The complete listing that follows is to be set down again, exactly as it appears.

══ Material for this task ══

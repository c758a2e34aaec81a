//! SeaORM implementation of RentalRepository

use async_trait::async_trait;
use sea_orm::{ActiveModelTrait, ColumnTrait, DatabaseConnection, EntityTrait, QueryFilter, Set};
use tracing::debug;
use uuid::Uuid;

use crate::domain::rental::{FuelLevel, Handover, Odometer, Rental, RentalRepository};
use crate::infrastructure::database::entities::rental::{self, FuelGauge};
use crate::shared::errors::{InfraError, StoreResult};

pub struct SeaOrmRentalRepository {
    db: DatabaseConnection,
}

impl SeaOrmRentalRepository {
    pub fn new(db: DatabaseConnection) -> Self {
        Self { db }
    }
}

// ── Conversion helpers ──────────────────────────────────────────

impl From<FuelGauge> for FuelLevel {
    fn from(g: FuelGauge) -> Self {
        match g {
            FuelGauge::Empty => FuelLevel::Empty,
            FuelGauge::Quarter => FuelLevel::Quarter,
            FuelGauge::Half => FuelLevel::Half,
            FuelGauge::ThreeQuarters => FuelLevel::ThreeQuarters,
            FuelGauge::Full => FuelLevel::Full,
        }
    }
}

impl From<FuelLevel> for FuelGauge {
    fn from(f: FuelLevel) -> Self {
        match f {
            FuelLevel::Empty => FuelGauge::Empty,
            FuelLevel::Quarter => FuelGauge::Quarter,
            FuelLevel::Half => FuelGauge::Half,
            FuelLevel::ThreeQuarters => FuelGauge::ThreeQuarters,
            FuelLevel::Full => FuelGauge::Full,
        }
    }
}

fn corrupted(id: Uuid, what: impl std::fmt::Display) -> InfraError {
    InfraError::Corrupted(format!("rental {}: {}", id, what))
}

fn model_to_domain(m: rental::Model) -> StoreResult<Rental> {
    let pickup = Handover {
        km: Odometer::new(m.km_out).map_err(|e| corrupted(m.id, e))?,
        fuel: m.fuel_out.into(),
        at: m.picked_up_at,
    };

    let returned = match (m.km_in, m.fuel_in, m.returned_at) {
        (Some(km), Some(fuel), Some(at)) => Some(Handover {
            km: Odometer::new(km).map_err(|e| corrupted(m.id, e))?,
            fuel: fuel.into(),
            at,
        }),
        (None, None, None) => None,
        _ => return Err(corrupted(m.id, "partial return readings")),
    };

    Ok(Rental {
        id: m.id,
        reservation_id: m.reservation_id,
        customer_id: m.customer_id,
        car_id: m.car_id,
        pickup,
        returned,
    })
}

fn to_active_model(r: &Rental) -> rental::ActiveModel {
    rental::ActiveModel {
        id: Set(r.id),
        reservation_id: Set(r.reservation_id),
        customer_id: Set(r.customer_id),
        car_id: Set(r.car_id),
        km_out: Set(i64::from(r.pickup.km.km())),
        fuel_out: Set(r.pickup.fuel.into()),
        picked_up_at: Set(r.pickup.at),
        km_in: Set(r.returned.map(|h| i64::from(h.km.km()))),
        fuel_in: Set(r.returned.map(|h| h.fuel.into())),
        returned_at: Set(r.returned.map(|h| h.at)),
    }
}

// ── RentalRepository impl ───────────────────────────────────────

#[async_trait]
impl RentalRepository for SeaOrmRentalRepository {
    async fn add(&self, r: Rental) -> StoreResult<()> {
        debug!("Saving rental: {} for reservation {}", r.id, r.reservation_id);
        to_active_model(&r).insert(&self.db).await?;
        Ok(())
    }

    async fn find_by_id(&self, id: Uuid) -> StoreResult<Option<Rental>> {
        rental::Entity::find_by_id(id)
            .one(&self.db)
            .await?
            .map(model_to_domain)
            .transpose()
    }

    async fn find_by_reservation(&self, reservation_id: Uuid) -> StoreResult<Option<Rental>> {
        rental::Entity::find()
            .filter(rental::Column::ReservationId.eq(reservation_id))
            .one(&self.db)
            .await?
            .map(model_to_domain)
            .transpose()
    }

    async fn find_active_by_car(&self, car_id: Uuid) -> StoreResult<Option<Rental>> {
        rental::Entity::find()
            .filter(rental::Column::CarId.eq(car_id))
            .filter(rental::Column::ReturnedAt.is_null())
            .one(&self.db)
            .await?
            .map(model_to_domain)
            .transpose()
    }

    async fn update(&self, r: Rental) -> StoreResult<()> {
        debug!("Updating rental: {} -> {}", r.id, r.status().as_str());

        let existing = rental::Entity::find_by_id(r.id).one(&self.db).await?;
        if existing.is_none() {
            return Err(corrupted(r.id, "update of a row that does not exist"));
        }

        to_active_model(&r).update(&self.db).await?;
        Ok(())
    }

    async fn remove(&self, id: Uuid) -> StoreResult<()> {
        debug!("Removing rental: {}", id);
        rental::Entity::delete_by_id(id).exec(&self.db).await?;
        Ok(())
    }
}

═══

== Problem solution ==
repository c758a2e34aaec81a
//! SeaORM implementation of RentalRepository

use async_trait::async_trait;
use sea_orm::{ActiveModelTrait, ColumnTrait, DatabaseConnection, EntityTrait, QueryFilter, Set};
use tracing::debug;
use uuid::Uuid;

use crate::domain::rental::{FuelLevel, Handover, Odometer, Rental, RentalRepository};
use crate::infrastructure::database::entities::rental::{self, FuelGauge};
use crate::shared::errors::{InfraError, StoreResult};

pub struct SeaOrmRentalRepository {
    db: DatabaseConnection,
}

impl SeaOrmRentalRepository {
    pub fn new(db: DatabaseConnection) -> Self {
        Self { db }
    }
}

// ── Conversion helpers ──────────────────────────────────────────

impl From<FuelGauge> for FuelLevel {
    fn from(g: FuelGauge) -> Self {
        match g {
            FuelGauge::Empty => FuelLevel::Empty,
            FuelGauge::Quarter => FuelLevel::Quarter,
            FuelGauge::Half => FuelLevel::Half,
            FuelGauge::ThreeQuarters => FuelLevel::ThreeQuarters,
            FuelGauge::Full => FuelLevel::Full,
        }
    }
}

impl From<FuelLevel> for FuelGauge {
    fn from(f: FuelLevel) -> Self {
        match f {
            FuelLevel::Empty => FuelGauge::Empty,
            FuelLevel::Quarter => FuelGauge::Quarter,
            FuelLevel::Half => FuelGauge::Half,
            FuelLevel::ThreeQuarters => FuelGauge::ThreeQuarters,
            FuelLevel::Full => FuelGauge::Full,
        }
    }
}

fn corrupted(id: Uuid, what: impl std::fmt::Display) -> InfraError {
    InfraError::Corrupted(format!("rental {}: {}", id, what))
}

fn model_to_domain(m: rental::Model) -> StoreResult<Rental> {
    let pickup = Handover {
        km: Odometer::new(m.km_out).map_err(|e| corrupted(m.id, e))?,
        fuel: m.fuel_out.into(),
        at: m.picked_up_at,
    };

    let returned = match (m.km_in, m.fuel_in, m.returned_at) {
        (Some(km), Some(fuel), Some(at)) => Some(Handover {
            km: Odometer::new(km).map_err(|e| corrupted(m.id, e))?,
            fuel: fuel.into(),
            at,
        }),
        (None, None, None) => None,
        _ => return Err(corrupted(m.id, "partial return readings")),
    };

    Ok(Rental {
        id: m.id,
        reservation_id: m.reservation_id,
        customer_id: m.customer_id,
        car_id: m.car_id,
        pickup,
        returned,
    })
}

fn to_active_model(r: &Rental) -> rental::ActiveModel {
    rental::ActiveModel {
        id: Set(r.id),
        reservation_id: Set(r.reservation_id),
        customer_id: Set(r.customer_id),
        car_id: Set(r.car_id),
        km_out: Set(i64::from(r.pickup.km.km())),
        fuel_out: Set(r.pickup.fuel.into()),
        picked_up_at: Set(r.pickup.at),
        km_in: Set(r.returned.map(|h| i64::from(h.km.km()))),
        fuel_in: Set(r.returned.map(|h| h.fuel.into())),
        returned_at: Set(r.returned.map(|h| h.at)),
    }
}

// ── RentalRepository impl ───────────────────────────────────────

#[async_trait]
impl RentalRepository for SeaOrmRentalRepository {
    async fn add(&self, r: Rental) -> StoreResult<()> {
        debug!("Saving rental: {} for reservation {}", r.id, r.reservation_id);
        to_active_model(&r).insert(&self.db).await?;
        Ok(())
    }

    async fn find_by_id(&self, id: Uuid) -> StoreResult<Option<Rental>> {
        rental::Entity::find_by_id(id)
            .one(&self.db)
            .await?
            .map(model_to_domain)
            .transpose()
    }

    async fn find_by_reservation(&self, reservation_id: Uuid) -> StoreResult<Option<Rental>> {
        rental::Entity::find()
            .filter(rental::Column::ReservationId.eq(reservation_id))
            .one(&self.db)
            .await?
            .map(model_to_domain)
            .transpose()
    }

    async fn find_active_by_car(&self, car_id: Uuid) -> StoreResult<Option<Rental>> {
        rental::Entity::find()
            .filter(rental::Column::CarId.eq(car_id))
            .filter(rental::Column::ReturnedAt.is_null())
            .one(&self.db)
            .await?
            .map(model_to_domain)
            .transpose()
    }

    async fn update(&self, r: Rental) -> StoreResult<()> {
        debug!("Updating rental: {} -> {}", r.id, r.status().as_str());

        let existing = rental::Entity::find_by_id(r.id).one(&self.db).await?;
        if existing.is_none() {
            return Err(corrupted(r.id, "update of a row that does not exist"));
        }

        to_active_model(&r).update(&self.db).await?;
        Ok(())
    }

    async fn remove(&self, id: Uuid) -> StoreResult<()> {
        debug!("Removing rental: {}", id);
        rental::Entity::delete_by_id(id).exec(&self.db).await?;
        Ok(())
    }
}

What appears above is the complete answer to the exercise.